> [GOAL OF THE EXERCISE]:
Write back every record verbatim.

---- DATA TO PROCESS

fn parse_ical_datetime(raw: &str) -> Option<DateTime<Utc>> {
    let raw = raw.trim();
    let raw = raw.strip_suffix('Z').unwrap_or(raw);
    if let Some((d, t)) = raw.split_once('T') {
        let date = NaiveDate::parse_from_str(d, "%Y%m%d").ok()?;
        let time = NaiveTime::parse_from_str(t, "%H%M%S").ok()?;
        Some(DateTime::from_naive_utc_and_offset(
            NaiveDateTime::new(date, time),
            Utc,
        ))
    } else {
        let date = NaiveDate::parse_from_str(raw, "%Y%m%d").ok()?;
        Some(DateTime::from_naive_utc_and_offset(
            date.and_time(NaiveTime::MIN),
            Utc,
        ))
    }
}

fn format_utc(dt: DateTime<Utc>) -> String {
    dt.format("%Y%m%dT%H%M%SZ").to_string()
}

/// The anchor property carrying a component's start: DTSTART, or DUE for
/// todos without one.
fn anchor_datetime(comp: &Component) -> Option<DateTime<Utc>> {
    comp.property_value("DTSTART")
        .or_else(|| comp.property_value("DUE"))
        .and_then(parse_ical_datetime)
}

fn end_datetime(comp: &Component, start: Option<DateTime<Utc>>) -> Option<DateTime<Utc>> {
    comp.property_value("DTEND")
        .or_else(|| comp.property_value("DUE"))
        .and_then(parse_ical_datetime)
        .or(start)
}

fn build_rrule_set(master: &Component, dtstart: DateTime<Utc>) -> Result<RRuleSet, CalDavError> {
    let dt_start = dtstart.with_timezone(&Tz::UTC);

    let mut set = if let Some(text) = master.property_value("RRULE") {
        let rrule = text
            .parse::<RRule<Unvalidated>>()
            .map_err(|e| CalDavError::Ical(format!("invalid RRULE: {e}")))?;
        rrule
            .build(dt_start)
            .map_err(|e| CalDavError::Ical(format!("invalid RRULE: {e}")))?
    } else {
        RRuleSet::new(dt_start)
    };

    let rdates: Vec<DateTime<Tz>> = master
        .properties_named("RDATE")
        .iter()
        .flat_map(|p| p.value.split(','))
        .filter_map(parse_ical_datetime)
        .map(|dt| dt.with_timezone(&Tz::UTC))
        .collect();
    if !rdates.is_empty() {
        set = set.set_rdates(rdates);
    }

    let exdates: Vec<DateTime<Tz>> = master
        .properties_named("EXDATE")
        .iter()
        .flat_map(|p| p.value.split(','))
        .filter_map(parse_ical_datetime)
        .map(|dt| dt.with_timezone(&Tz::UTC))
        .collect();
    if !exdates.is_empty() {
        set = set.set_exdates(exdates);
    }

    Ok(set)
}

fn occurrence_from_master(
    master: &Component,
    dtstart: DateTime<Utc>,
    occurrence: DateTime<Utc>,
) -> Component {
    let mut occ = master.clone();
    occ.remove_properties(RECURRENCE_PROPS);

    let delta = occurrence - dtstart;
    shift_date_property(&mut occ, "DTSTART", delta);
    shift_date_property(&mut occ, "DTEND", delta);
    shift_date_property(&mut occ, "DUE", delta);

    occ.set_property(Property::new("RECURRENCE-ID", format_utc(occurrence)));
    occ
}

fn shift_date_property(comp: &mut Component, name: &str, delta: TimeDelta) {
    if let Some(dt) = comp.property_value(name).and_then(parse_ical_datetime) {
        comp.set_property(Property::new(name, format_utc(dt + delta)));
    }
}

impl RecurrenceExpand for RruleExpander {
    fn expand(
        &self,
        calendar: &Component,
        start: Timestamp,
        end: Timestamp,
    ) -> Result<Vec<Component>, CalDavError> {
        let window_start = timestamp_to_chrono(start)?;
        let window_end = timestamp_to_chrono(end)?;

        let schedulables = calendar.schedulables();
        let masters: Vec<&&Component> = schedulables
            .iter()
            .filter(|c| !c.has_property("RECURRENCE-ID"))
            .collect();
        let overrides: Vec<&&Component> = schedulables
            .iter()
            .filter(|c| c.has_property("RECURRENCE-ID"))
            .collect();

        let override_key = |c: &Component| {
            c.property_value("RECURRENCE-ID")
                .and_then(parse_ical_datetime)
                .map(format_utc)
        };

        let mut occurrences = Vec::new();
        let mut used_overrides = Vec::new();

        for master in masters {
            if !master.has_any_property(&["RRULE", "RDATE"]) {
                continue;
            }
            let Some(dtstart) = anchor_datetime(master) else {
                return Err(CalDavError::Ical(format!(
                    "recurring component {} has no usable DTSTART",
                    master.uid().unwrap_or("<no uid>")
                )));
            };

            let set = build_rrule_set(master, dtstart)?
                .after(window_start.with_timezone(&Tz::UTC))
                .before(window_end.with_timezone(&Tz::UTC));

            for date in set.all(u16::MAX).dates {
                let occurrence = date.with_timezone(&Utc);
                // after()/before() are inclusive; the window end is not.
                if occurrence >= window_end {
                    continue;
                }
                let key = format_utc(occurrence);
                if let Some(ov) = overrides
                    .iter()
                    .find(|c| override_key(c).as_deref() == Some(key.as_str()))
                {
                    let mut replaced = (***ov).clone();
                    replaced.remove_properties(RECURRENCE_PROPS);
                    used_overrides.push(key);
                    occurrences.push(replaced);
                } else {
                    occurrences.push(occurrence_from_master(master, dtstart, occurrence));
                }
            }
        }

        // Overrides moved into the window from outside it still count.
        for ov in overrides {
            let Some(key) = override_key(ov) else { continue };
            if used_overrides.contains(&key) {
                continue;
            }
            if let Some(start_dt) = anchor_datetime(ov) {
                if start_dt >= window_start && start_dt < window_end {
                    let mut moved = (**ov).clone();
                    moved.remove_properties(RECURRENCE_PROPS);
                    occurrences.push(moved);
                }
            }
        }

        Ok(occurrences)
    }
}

--------

> [TASK RESPONSE]:
fn parse_ical_datetime(raw: &str) -> Option<DateTime<Utc>> {
    let raw = raw.trim();
    let raw = raw.strip_suffix('Z').unwrap_or(raw);
    if let Some((d, t)) = raw.split_once('T') {
        let date = NaiveDate::parse_from_str(d, "%Y%m%d").ok()?;
        let time = NaiveTime::parse_from_str(t, "%H%M%S").ok()?;
        Some(DateTime::from_naive_utc_and_offset(
            NaiveDateTime::new(date, time),
            Utc,
        ))
    } else {
        let date = NaiveDate::parse_from_str(raw, "%Y%m%d").ok()?;
        Some(DateTime::from_naive_utc_and_offset(
            date.and_time(NaiveTime::MIN),
            Utc,
        ))
    }
}

fn format_utc(dt: DateTime<Utc>) -> String {
    dt.format("%Y%m%dT%H%M%SZ").to_string()
}

/// The anchor property carrying a component's start: DTSTART, or DUE for
/// todos without one.
fn anchor_datetime(comp: &Component) -> Option<DateTime<Utc>> {
    comp.property_value("DTSTART")
        .or_else(|| comp.property_value("DUE"))
        .and_then(parse_ical_datetime)
}

fn end_datetime(comp: &Component, start: Option<DateTime<Utc>>) -> Option<DateTime<Utc>> {
    comp.property_value("DTEND")
        .or_else(|| comp.property_value("DUE"))
        .and_then(parse_ical_datetime)
        .or(start)
}

fn build_rrule_set(master: &Component, dtstart: DateTime<Utc>) -> Result<RRuleSet, CalDavError> {
    let dt_start = dtstart.with_timezone(&Tz::UTC);

    let mut set = if let Some(text) = master.property_value("RRULE") {
        let rrule = text
            .parse::<RRule<Unvalidated>>()
            .map_err(|e| CalDavError::Ical(format!("invalid RRULE: {e}")))?;
        rrule
            .build(dt_start)
            .map_err(|e| CalDavError::Ical(format!("invalid RRULE: {e}")))?
    } else {
        RRuleSet::new(dt_start)
    };

    let rdates: Vec<DateTime<Tz>> = master
        .properties_named("RDATE")
        .iter()
        .flat_map(|p| p.value.split(','))
        .filter_map(parse_ical_datetime)
        .map(|dt| dt.with_timezone(&Tz::UTC))
        .collect();
    if !rdates.is_empty() {
        set = set.set_rdates(rdates);
    }

    let exdates: Vec<DateTime<Tz>> = master
        .properties_named("EXDATE")
        .iter()
        .flat_map(|p| p.value.split(','))
        .filter_map(parse_ical_datetime)
        .map(|dt| dt.with_timezone(&Tz::UTC))
        .collect();
    if !exdates.is_empty() {
        set = set.set_exdates(exdates);
    }

    Ok(set)
}

fn occurrence_from_master(
    master: &Component,
    dtstart: DateTime<Utc>,
    occurrence: DateTime<Utc>,
) -> Component {
    let mut occ = master.clone();
    occ.remove_properties(RECURRENCE_PROPS);

    let delta = occurrence - dtstart;
    shift_date_property(&mut occ, "DTSTART", delta);
    shift_date_property(&mut occ, "DTEND", delta);
    shift_date_property(&mut occ, "DUE", delta);

    occ.set_property(Property::new("RECURRENCE-ID", format_utc(occurrence)));
    occ
}

fn shift_date_property(comp: &mut Component, name: &str, delta: TimeDelta) {
    if let Some(dt) = comp.property_value(name).and_then(parse_ical_datetime) {
        comp.set_property(Property::new(name, format_utc(dt + delta)));
    }
}

impl RecurrenceExpand for RruleExpander {
    fn expand(
        &self,
        calendar: &Component,
        start: Timestamp,
        end: Timestamp,
    ) -> Result<Vec<Component>, CalDavError> {
        let window_start = timestamp_to_chrono(start)?;
        let window_end = timestamp_to_chrono(end)?;

        let schedulables = calendar.schedulables();
        let masters: Vec<&&Component> = schedulables
            .iter()
            .filter(|c| !c.has_property("RECURRENCE-ID"))
            .collect();
        let overrides: Vec<&&Component> = schedulables
            .iter()
            .filter(|c| c.has_property("RECURRENCE-ID"))
            .collect();

        let override_key = |c: &Component| {
            c.property_value("RECURRENCE-ID")
                .and_then(parse_ical_datetime)
                .map(format_utc)
        };

        let mut occurrences = Vec::new();
        let mut used_overrides = Vec::new();

        for master in masters {
            if !master.has_any_property(&["RRULE", "RDATE"]) {
                continue;
            }
            let Some(dtstart) = anchor_datetime(master) else {
                return Err(CalDavError::Ical(format!(
                    "recurring component {} has no usable DTSTART",
                    master.uid().unwrap_or("<no uid>")
                )));
            };

            let set = build_rrule_set(master, dtstart)?
                .after(window_start.with_timezone(&Tz::UTC))
                .before(window_end.with_timezone(&Tz::UTC));

            for date in set.all(u16::MAX).dates {
                let occurrence = date.with_timezone(&Utc);
                // after()/before() are inclusive; the window end is not.
                if occurrence >= window_end {
                    continue;
                }
                let key = format_utc(occurrence);
                if let Some(ov) = overrides
                    .iter()
                    .find(|c| override_key(c).as_deref() == Some(key.as_str()))
                {
                    let mut replaced = (***ov).clone();
                    replaced.remove_properties(RECURRENCE_PROPS);
                    used_overrides.push(key);
                    occurrences.push(replaced);
                } else {
                    occurrences.push(occurrence_from_master(master, dtstart, occurrence));
                }
            }
        }

        // Overrides moved into the window from outside it still count.
        for ov in overrides {
            let Some(key) = override_key(ov) else { continue };
            if used_overrides.contains(&key) {
                continue;
            }
            if let Some(start_dt) = anchor_datetime(ov) {
                if start_dt >= window_start && start_dt < window_end {
                    let mut moved = (**ov).clone();
                    moved.remove_properties(RECURRENCE_PROPS);
                    occurrences.push(moved);
                }
            }
        }

        Ok(occurrences)
    }
}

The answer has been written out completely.